Material shown:

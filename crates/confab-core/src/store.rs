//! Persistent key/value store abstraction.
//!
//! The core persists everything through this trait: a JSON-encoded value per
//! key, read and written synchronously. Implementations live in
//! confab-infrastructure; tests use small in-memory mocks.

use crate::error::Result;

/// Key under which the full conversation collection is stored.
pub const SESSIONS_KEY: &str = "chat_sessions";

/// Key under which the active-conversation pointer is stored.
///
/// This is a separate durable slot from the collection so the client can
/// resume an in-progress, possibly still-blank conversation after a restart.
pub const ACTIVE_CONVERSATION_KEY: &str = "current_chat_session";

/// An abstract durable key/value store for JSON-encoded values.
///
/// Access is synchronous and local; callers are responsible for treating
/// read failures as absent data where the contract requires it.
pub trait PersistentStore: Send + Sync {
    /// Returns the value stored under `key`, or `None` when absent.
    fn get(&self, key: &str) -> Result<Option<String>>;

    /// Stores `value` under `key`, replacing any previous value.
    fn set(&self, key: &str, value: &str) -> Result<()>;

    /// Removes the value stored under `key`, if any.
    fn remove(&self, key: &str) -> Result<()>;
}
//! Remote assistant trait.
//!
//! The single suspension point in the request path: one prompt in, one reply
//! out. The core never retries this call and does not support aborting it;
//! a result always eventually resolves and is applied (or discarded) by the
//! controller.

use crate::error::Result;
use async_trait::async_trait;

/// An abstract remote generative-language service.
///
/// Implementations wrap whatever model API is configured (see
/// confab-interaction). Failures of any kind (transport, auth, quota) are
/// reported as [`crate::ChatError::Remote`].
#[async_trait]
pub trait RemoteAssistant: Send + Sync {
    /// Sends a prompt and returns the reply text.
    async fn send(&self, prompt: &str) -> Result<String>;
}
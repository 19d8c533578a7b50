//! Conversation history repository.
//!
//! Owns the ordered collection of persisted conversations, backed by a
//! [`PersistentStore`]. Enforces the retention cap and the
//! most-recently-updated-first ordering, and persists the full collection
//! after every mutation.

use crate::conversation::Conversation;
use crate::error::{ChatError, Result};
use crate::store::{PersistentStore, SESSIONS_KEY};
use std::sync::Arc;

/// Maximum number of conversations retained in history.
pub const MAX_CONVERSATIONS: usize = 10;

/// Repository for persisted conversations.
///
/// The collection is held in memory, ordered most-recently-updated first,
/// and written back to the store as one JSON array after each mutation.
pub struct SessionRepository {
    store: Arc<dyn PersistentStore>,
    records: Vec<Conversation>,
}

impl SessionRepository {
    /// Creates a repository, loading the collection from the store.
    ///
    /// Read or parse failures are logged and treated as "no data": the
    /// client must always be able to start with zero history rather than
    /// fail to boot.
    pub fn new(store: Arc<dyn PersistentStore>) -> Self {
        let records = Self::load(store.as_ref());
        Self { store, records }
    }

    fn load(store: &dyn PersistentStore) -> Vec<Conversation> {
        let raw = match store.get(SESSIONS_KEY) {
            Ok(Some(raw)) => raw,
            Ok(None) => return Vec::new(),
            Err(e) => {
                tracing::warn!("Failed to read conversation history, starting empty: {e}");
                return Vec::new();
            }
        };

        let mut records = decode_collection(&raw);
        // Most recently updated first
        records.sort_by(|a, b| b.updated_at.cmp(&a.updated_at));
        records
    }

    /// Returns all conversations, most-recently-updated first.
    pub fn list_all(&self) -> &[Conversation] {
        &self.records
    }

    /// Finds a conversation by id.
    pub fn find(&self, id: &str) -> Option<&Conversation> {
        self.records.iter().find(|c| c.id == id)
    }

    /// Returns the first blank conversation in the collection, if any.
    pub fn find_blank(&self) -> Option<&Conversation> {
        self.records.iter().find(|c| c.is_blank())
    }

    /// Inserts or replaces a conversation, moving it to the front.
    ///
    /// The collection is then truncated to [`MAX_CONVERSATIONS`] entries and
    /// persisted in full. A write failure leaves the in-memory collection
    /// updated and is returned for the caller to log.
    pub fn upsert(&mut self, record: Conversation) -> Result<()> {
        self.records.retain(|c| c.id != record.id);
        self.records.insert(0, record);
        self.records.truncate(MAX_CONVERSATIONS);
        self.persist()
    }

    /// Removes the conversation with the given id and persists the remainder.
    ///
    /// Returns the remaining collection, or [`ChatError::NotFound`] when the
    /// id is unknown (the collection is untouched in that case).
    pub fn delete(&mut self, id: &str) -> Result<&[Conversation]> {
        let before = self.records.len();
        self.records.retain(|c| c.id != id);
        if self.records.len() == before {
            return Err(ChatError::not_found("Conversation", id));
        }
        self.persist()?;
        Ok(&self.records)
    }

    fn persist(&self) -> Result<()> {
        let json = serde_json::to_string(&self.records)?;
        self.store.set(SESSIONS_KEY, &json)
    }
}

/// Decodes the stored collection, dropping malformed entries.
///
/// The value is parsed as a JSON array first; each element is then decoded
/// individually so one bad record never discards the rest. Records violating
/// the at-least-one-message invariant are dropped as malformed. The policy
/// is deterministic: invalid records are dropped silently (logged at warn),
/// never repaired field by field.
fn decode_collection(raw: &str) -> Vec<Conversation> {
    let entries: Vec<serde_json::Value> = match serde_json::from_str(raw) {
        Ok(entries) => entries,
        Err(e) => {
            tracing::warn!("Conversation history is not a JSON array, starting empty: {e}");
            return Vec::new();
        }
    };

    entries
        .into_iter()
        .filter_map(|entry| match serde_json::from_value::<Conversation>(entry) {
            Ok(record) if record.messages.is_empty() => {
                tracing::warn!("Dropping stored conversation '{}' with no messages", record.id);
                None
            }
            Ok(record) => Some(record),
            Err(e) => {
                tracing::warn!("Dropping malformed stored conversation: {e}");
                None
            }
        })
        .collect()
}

Exercise requirements:
Precisely reproduce the lines of the entries, beginning at the first and ending at the one containing "pub const SESSIONS_KEY: &str". Add nothing.

Completed exercise:
filename crates/confab-core/src/store.rs
//! Persistent key/value store abstraction.
//!
//! The core persists everything through this trait: a JSON-encoded value per
//! key, read and written synchronously. Implementations live in
//! confab-infrastructure; tests use small in-memory mocks.

use crate::error::Result;

/// Key under which the full conversation collection is stored.
pub const SESSIONS_KEY: &str = "chat_sessions";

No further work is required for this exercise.